Un congrès du CNGE sous tension, mais riche en échanges
Le CNGE 2025 a rassemblé plus de 1 500 participants au MEETT de Toulouse. Enseignants, maîtres de stage, chefs de clinique, AUMG et internes ont animé trois jours denses autour de thèmes essentiels : construction de l’identité professionnelle , santé environnementale, risques liés au milieu de vie, expérience patient, place de l’IA… et surtout la question brûlante de la 4e année “Docteur Junior”.
La courte intervention vidéo de la ministre de la Santé, censée apaiser les craintes, a au contraire ravivé les tensions. Les huées qui ont suivi, ont ouvert la voie à des échanges nourris entre responsables du CNGE, départements de médecine générale et internes. Beaucoup ont exprimé un malaise profond, déjà alourdi par l’ampleur du burn out, de la dépression et du risque suicidaire chez les étudiants en médecine, rappelés en séance par Atika Bokhari, présidente de l’ISNAR IMG.

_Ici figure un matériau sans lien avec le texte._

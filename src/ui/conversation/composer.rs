use crate::ui::Palette;
use crate::ui::conversation::commands::{
    CommandEntry, ParsedCommand, command_entries, parse_slash_command,
};
use crossterm::event::{KeyCode, KeyEvent, KeyEventKind, KeyModifiers};
use ratatui::{
    buffer::Buffer,
    layout::Rect,
    style::{Color, Modifier, Style},
    text::{Line, Span},
    widgets::{Block, Borders, Clear, Widget},
};

/// Result returned when the user interacts with the composer
#[derive(Debug, PartialEq)]
pub enum ComposerResult {
    Submitted(String),
    Command(ParsedCommand),
    None,
}

/// Text being edited. The cursor counts characters, not bytes.
#[derive(Debug, Clone, Default)]
pub struct TextAreaState {
    pub content: String,
    pub cursor: usize,
}

impl TextAreaState {
    fn byte_index(&self, cursor: usize) -> usize {
        self.content
            .char_indices()
            .nth(cursor)
            .map(|(index, _)| index)
            .unwrap_or(self.content.len())
    }

    fn char_len(&self) -> usize {
        self.content.chars().count()
    }

    fn insert_str(&mut self, text: &str) {
        let at = self.byte_index(self.cursor);
        self.content.insert_str(at, text);
        self.cursor += text.chars().count();
    }

    fn backspace(&mut self) -> bool {
        if self.cursor == 0 {
            return false;
        }
        self.cursor -= 1;
        let at = self.byte_index(self.cursor);
        self.content.remove(at);
        true
    }

    fn delete(&mut self) -> bool {
        if self.cursor >= self.char_len() {
            return false;
        }
        let at = self.byte_index(self.cursor);
        self.content.remove(at);
        true
    }

    fn take(&mut self) -> String {
        self.cursor = 0;
        std::mem::take(&mut self.content)
    }
}

/// Message input box with a slash-command palette
#[derive(Debug, Clone)]
pub struct ConversationComposer {
    state: TextAreaState,
    placeholder: String,
    busy: bool,
    palette: Palette,
    command_entries: Vec<CommandEntry>,
    filtered_commands: Vec<CommandEntry>,
    show_command_palette: bool,
    selected_command: Option<usize>,
}

impl ConversationComposer {
    pub fn new(placeholder: impl Into<String>, palette: Palette) -> Self {
        Self {
            state: TextAreaState::default(),
            placeholder: placeholder.into(),
            busy: false,
            palette,
            command_entries: command_entries(),
            filtered_commands: Vec::new(),
            show_command_palette: false,
            selected_command: None,
        }
    }

    /// Handle key input
    pub fn handle_key(&mut self, key: KeyEvent) -> ComposerResult {
        if key.kind != KeyEventKind::Press {
            return ComposerResult::None;
        }

        match key.code {
            KeyCode::Enter => {
                if key.modifiers.contains(KeyModifiers::SHIFT)
                    || key.modifiers.contains(KeyModifiers::ALT)
                {
                    self.state.insert_str("\n");
                } else if self.show_command_palette
                    && parse_slash_command(&self.state.content).is_none()
                    && self.apply_selected_command()
                {
                    return ComposerResult::None;
                } else if !self.state.content.trim().is_empty() {
                    return self.submit();
                }
            }
            KeyCode::Up if self.show_command_palette => self.move_command_selection(-1),
            KeyCode::Down if self.show_command_palette => self.move_command_selection(1),
            KeyCode::Esc if self.show_command_palette => self.close_command_palette(),
            KeyCode::Tab if self.show_command_palette => {
                self.apply_selected_command();
            }
            KeyCode::Char(c) => {
                if key.modifiers.contains(KeyModifiers::CONTROL) {
                    return ComposerResult::None;
                }
                self.state.insert_str(c.encode_utf8(&mut [0; 4]));
                if c.is_whitespace() {
                    self.close_command_palette();
                } else {
                    self.sync_command_palette();
                }
            }
            KeyCode::Backspace => {
                if self.state.backspace() {
                    self.sync_command_palette();
                }
            }
            KeyCode::Delete => {
                if self.state.delete() {
                    self.sync_command_palette();
                }
            }
            KeyCode::Left => self.state.cursor = self.state.cursor.saturating_sub(1),
            KeyCode::Right => {
                self.state.cursor = (self.state.cursor + 1).min(self.state.char_len());
            }
            KeyCode::Home => self.state.cursor = 0,
            KeyCode::End => self.state.cursor = self.state.char_len(),
            _ => {}
        }

        ComposerResult::None
    }

    /// Insert pasted text at the cursor
    pub fn handle_paste(&mut self, text: &str) {
        let normalized = text.replace("\r\n", "\n").replace('\r', "\n");
        self.state.insert_str(&normalized);
        self.close_command_palette();
    }

    fn submit(&mut self) -> ComposerResult {
        let content = self.state.take();
        self.close_command_palette();
        match parse_slash_command(&content) {
            Some(command) => ComposerResult::Command(command),
            None => ComposerResult::Submitted(content),
        }
    }

    fn sync_command_palette(&mut self) {
        let content = &self.state.content;
        let typing_command = content.starts_with('/') && !content.contains(char::is_whitespace);
        if !typing_command {
            self.close_command_palette();
            return;
        }
        if !self.show_command_palette {
            self.show_command_palette = true;
            self.selected_command = Some(0);
        }
        self.refresh_command_palette();
    }

    fn close_command_palette(&mut self) {
        self.show_command_palette = false;
        self.filtered_commands.clear();
        self.selected_command = None;
    }

    fn refresh_command_palette(&mut self) {
        let query = self.state.content.trim_start_matches('/').to_lowercase();
        self.filtered_commands = self
            .command_entries
            .iter()
            .filter(|entry| query.is_empty() || entry.keyword.starts_with(&query))
            .copied()
            .collect();

        self.selected_command = match self.filtered_commands.len() {
            0 => None,
            len => Some(self.selected_command.unwrap_or(0).min(len - 1)),
        };
    }

    fn move_command_selection(&mut self, delta: isize) {
        let len = self.filtered_commands.len() as isize;
        if len == 0 {
            self.selected_command = None;
            return;
        }
        let current = self.selected_command.unwrap_or(0) as isize;
        self.selected_command = Some((current + delta).rem_euclid(len) as usize);
    }

    fn apply_selected_command(&mut self) -> bool {
        let Some(entry) = self
            .selected_command
            .and_then(|index| self.filtered_commands.get(index))
            .copied()
        else {
            return false;
        };

        self.state.content = format!("/{} ", entry.keyword);
        self.state.cursor = self.state.char_len();
        self.close_command_palette();
        true
    }

    /// Busy changes the title to show that Esc stops the reply
    pub fn set_busy(&mut self, busy: bool) {
        self.busy = busy;
    }

    pub fn set_palette(&mut self, palette: Palette) {
        self.palette = palette;
    }

    pub fn content(&self) -> &str {
        &self.state.content
    }

    pub fn is_palette_open(&self) -> bool {
        self.show_command_palette
    }

    /// Put text back into the box, cursor at the end
    pub fn set_content(&mut self, text: impl Into<String>) {
        self.state.content = text.into();
        self.state.cursor = self.state.char_len();
        self.close_command_palette();
    }

    pub fn clear(&mut self) {
        self.state.take();
        self.close_command_palette();
    }

    fn title(&self) -> &'static str {
        if self.busy {
            " ⏳ Gemini is replying (Esc to stop) "
        } else {
            " ✏️  Message Gemini (Enter to send, Shift+Enter for a new line) "
        }
    }

    /// Rows needed to show the current text, borders included
    pub fn desired_height(&self, max: u16) -> u16 {
        let lines = self.state.content.split('\n').count().max(1) as u16;
        (lines + 2).clamp(3, max.max(3))
    }
}

impl Widget for &ConversationComposer {
    fn render(self, area: Rect, buf: &mut Buffer) {
        let border = if self.busy {
            self.palette.muted
        } else {
            self.palette.accent
        };
        let block = Block::default()
            .borders(Borders::ALL)
            .title(self.title())
            .border_style(Style::default().fg(border));

        let inner_area = block.inner(area);
        block.render(area, buf);

        if self.state.content.is_empty() {
            let placeholder_line = Line::from(vec![Span::styled(
                self.placeholder.as_str(),
                Style::default().fg(self.palette.muted),
            )]);
            buf.set_line(inner_area.x, inner_area.y, &placeholder_line, inner_area.width);
        } else {
            let mut content = self.state.content.clone();
            content.insert(self.state.byte_index(self.state.cursor), '▌');

            let lines: Vec<&str> = content.split('\n').collect();
            let height = inner_area.height as usize;
            let skip = lines.len().saturating_sub(height);
            for (i, line_text) in lines.iter().skip(skip).enumerate() {
                let line = Line::from(vec![Span::styled(
                    *line_text,
                    Style::default().fg(self.palette.text),
                )]);
                buf.set_line(inner_area.x, inner_area.y + i as u16, &line, inner_area.width);
            }
        }

        if self.show_command_palette && !self.filtered_commands.is_empty() {
            let palette_height = (self.filtered_commands.len().min(6) + 2) as u16;
            let palette_area = Rect {
                x: area.x,
                y: area.y.saturating_sub(palette_height),
                width: area.width,
                height: palette_height.min(area.y),
            };
            if palette_area.height < 3 {
                return;
            }

            Clear.render(palette_area, buf);
            let block = Block::default()
                .borders(Borders::ALL)
                .title(" Commands ")
                .border_style(Style::default().fg(self.palette.accent));
            let inner = block.inner(palette_area);
            block.render(palette_area, buf);

            for (index, entry) in self.filtered_commands.iter().enumerate() {
                if index >= inner.height as usize {
                    break;
                }

                let style = if self.selected_command == Some(index) {
                    Style::default()
                        .fg(Color::Black)
                        .bg(Color::Cyan)
                        .add_modifier(Modifier::BOLD)
                } else {
                    Style::default().fg(self.palette.text)
                };

                let line = Line::from(vec![
                    Span::styled(format!("/{}", entry.keyword), style),
                    Span::styled("  ", Style::default()),
                    Span::styled(entry.description, Style::default().fg(self.palette.muted)),
                ]);
                buf.set_line(inner.x, inner.y + index as u16, &line, inner.width);
            }
        }
    }
}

Côté ateliers, plusieurs séances ont marqué les esprits : visibilité et utilité des CPTS, évolution intergénérationnelle des temps de travail, coopérations entre professionnels. Une communication notable a également porté sur le secteur 2 des assistants et anciens chefs de clinique, encore minoritaire (3%) mais en nette progression à surveiller de près.
Le stand de MG France, présent comme membre du CNGE, a connu un vrai succès : plus de 1 000 visiteurs, tous venus chercher notre célèbre plaquette des cotations — très attendue, qui sera réactualisée en janvier, notamment avec l’arrivée de la consultation longue. Les internes, inquiets de la 4e année et de l’installation libérale, ont trouvé auprès de nos représentants une écoute concrète et rassurante.
Un congrès électrique, mais essentiel : la médecine générale universitaire avance, portée par une génération déterminée à être entendue.